May 30, 2005
User experience and the development team
The problem with Matt's remarks is that he is dealing with API usability within the development team, and this is neither necessary nor sufficient to guarantee a good user experience for people outside the development team. API usability is a good thing, of course, and who could argue with guidelines like "Your objects should be named clearly" -- but the goals and concerns of the developers are different from those of the end users. It's very important to developers that your lookup table class is called Hashtable or Dictionary rather than GemmasCoolClass, but it makes no difference to the user experience whatsoever (except of course in terms of delayed delivery and slow maintenance).
Where Matt may have a point is in the idea of treating API usability as a training ground for real user experience. If developers can learn to plan their APIs around their usability to the rest of the team, that may train them to plan their user-affecting designs around their usability to real people. On the other hand, it may just train them to expose the usual implementation concepts with blindingly precise technical jargon instead of the usual fuzzy sugar coating. ("Well, maybe they shouldn't employ nurses who don't know what a red-black tree is!")

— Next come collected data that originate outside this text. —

mod config_test;
mod scan_test;
mod search_test;
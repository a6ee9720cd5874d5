use clap::Parser;
use miette::Result;
use routescan::cli;

fn main() -> Result<()> {
    // Initialize tracing
    tracing_subscriber::fmt()
        .with_env_filter(tracing_subscriber::EnvFilter::from_default_env())
        .with_writer(std::io::stderr)
        .init();

    let cli = cli::Cli::parse();
    cli::dispatch(cli).map_err(|e| miette::miette!("{e}"))?;
    Ok(())
}
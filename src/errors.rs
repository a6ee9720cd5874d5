use miette::Diagnostic;
use std::path::PathBuf;
use thiserror::Error;

#[derive(Error, Diagnostic, Debug)]
pub enum RouteScanError {
    #[error("No scannable files found in {path}")]
    #[diagnostic(code(routescan::no_files))]
    NoFiles { path: PathBuf },

    #[error("Could not access {path}: {source}")]
    #[diagnostic(code(routescan::file_access))]
    FileAccess {
        path: PathBuf,
        #[source]
        source: std::io::Error,
    },

    #[error("Configuration error: {0}")]
    #[diagnostic(code(routescan::config))]
    Config(String),

    #[error("Watch error: {0}")]
    #[diagnostic(code(routescan::watch))]
    Watch(#[from] notify::Error),

    #[error(transparent)]
    #[diagnostic(code(routescan::io))]
    Io(#[from] std::io::Error),

    #[error(transparent)]
    #[diagnostic(code(routescan::json))]
    Json(#[from] serde_json::Error),

    #[error(transparent)]
    #[diagnostic(code(routescan::glob))]
    Glob(#[from] globset::Error),
}

impl RouteScanError {
    pub fn file_access(path: impl Into<PathBuf>, source: std::io::Error) -> Self {
        RouteScanError::FileAccess {
            path: path.into(),
            source,
        }
    }

    /// True when the underlying cause is a missing file.
    pub fn is_not_found(&self) -> bool {
        match self {
            RouteScanError::FileAccess { source, .. } | RouteScanError::Io(source) => {
                source.kind() == std::io::ErrorKind::NotFound
            }
            _ => false,
        }
    }
}

pub type Result<T> = std::result::Result<T, RouteScanError>;
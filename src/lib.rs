pub mod cli;
pub mod config;
pub mod errors;
pub mod index;
pub mod output;
pub mod parse;
pub mod query;
pub mod walk;
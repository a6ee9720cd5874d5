//! Line scanning shared by the decorator-driven Python parsers.

use crate::parse::common::{call_arguments, first_string_literal, indent_of};
use once_cell::sync::Lazy;
use regex::Regex;

static CLASS_DEF: Lazy<Regex> = Lazy::new(|| Regex::new(r"^\s*class\s+(\w+)").unwrap());
static DEF: Lazy<Regex> = Lazy::new(|| Regex::new(r"^\s*(?:async\s+)?def\s+(\w+)").unwrap());
static DECORATOR: Lazy<Regex> = Lazy::new(|| Regex::new(r"^\s*@[\w.]+").unwrap());
static NAMED_PATH: Lazy<Regex> =
    Lazy::new(|| Regex::new(r#"\b(?:path|rule)\s*=\s*["']([^"']*)["']"#).unwrap());

/// String value of `keyword` inside the first balanced `ctor(...)` call
/// that passes it. `keyword` captures the value in group 1.
pub fn constructor_keyword(lines: &[&str], ctor: &Regex, keyword: &Regex) -> Option<String> {
    lines.iter().enumerate().find_map(|(i, line)| {
        let call = ctor
            .find_iter(line)
            .find_map(|m| call_arguments(lines, i, m.end()))?;
        keyword
            .captures(&call.text)
            .and_then(|c| c.get(1))
            .map(|v| v.as_str().to_string())
    })
}

pub fn class_name(line: &str) -> Option<&str> {
    CLASS_DEF
        .captures(line)
        .and_then(|c| c.get(1))
        .map(|m| m.as_str())
}

pub fn def_name(line: &str) -> Option<&str> {
    DEF.captures(line).and_then(|c| c.get(1)).map(|m| m.as_str())
}

fn is_blank_or_comment(trimmed: &str) -> bool {
    trimmed.is_empty() || trimmed.starts_with('#')
}

/// Route literal of a decorator or registration call: `path=`/`rule=` if
/// named, else a leading positional string.
pub fn route_literal(args: &str) -> Option<&str> {
    if let Some(m) = NAMED_PATH.captures(args).and_then(|c| c.get(1)) {
        return Some(m.as_str());
    }
    let positional = args.trim_start();
    if positional.starts_with('"') || positional.starts_with('\'') {
        first_string_literal(positional)
    } else {
        None
    }
}

/// Function decorated by the decorator that ends on `end_line`: the next
/// `def`, skipping further decorators. Empty when something else comes first.
pub fn handler_after(lines: &[&str], end_line: usize) -> String {
    let mut j = end_line + 1;
    while j < lines.len() {
        let line = lines[j];
        if is_blank_or_comment(line.trim()) {
            j += 1;
            continue;
        }
        if let Some(m) = DECORATOR.find(line) {
            j = call_arguments(lines, j, m.end())
                .map(|call| call.end_line)
                .unwrap_or(j)
                + 1;
            continue;
        }
        return def_name(line).unwrap_or_default().to_string();
    }
    String::new()
}

/// Closest `class X` above `index`, regardless of nesting.
pub fn nearest_class_before<'a>(lines: &[&'a str], index: usize) -> Option<&'a str> {
    lines[..index].iter().rev().find_map(|l| class_name(l))
}

/// Class whose body contains `lines[index]`, judged by indentation.
pub fn enclosing_class<'a>(lines: &[&'a str], index: usize) -> Option<&'a str> {
    let mut indent = indent_of(lines[index]);
    for line in lines[..index].iter().rev() {
        if indent == 0 {
            break;
        }
        if is_blank_or_comment(line.trim()) {
            continue;
        }
        let outer = indent_of(line);
        if outer < indent {
            if let Some(name) = class_name(line) {
                return Some(name);
            }
            indent = outer;
        }
    }
    None
}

API design does have a part to play in the usability process, but it is as part of the top-down design of the system, for example the design of domain objects to support the desired user experience -- a design that can then feed down into the design of implementation objects and data stores. What Matt is writing about is the simple fundamental of keeping the development team productive and sane, a concern which is actually pretty much internal to the development team.
Heh. Actually, I recognise this whole symptom of starting to care about the development team's sanity and health rather than regarding them as a necessary but expendable labour force to be subjugated to your will no matter what the cost. Watch out, Matt. I think you may be going native.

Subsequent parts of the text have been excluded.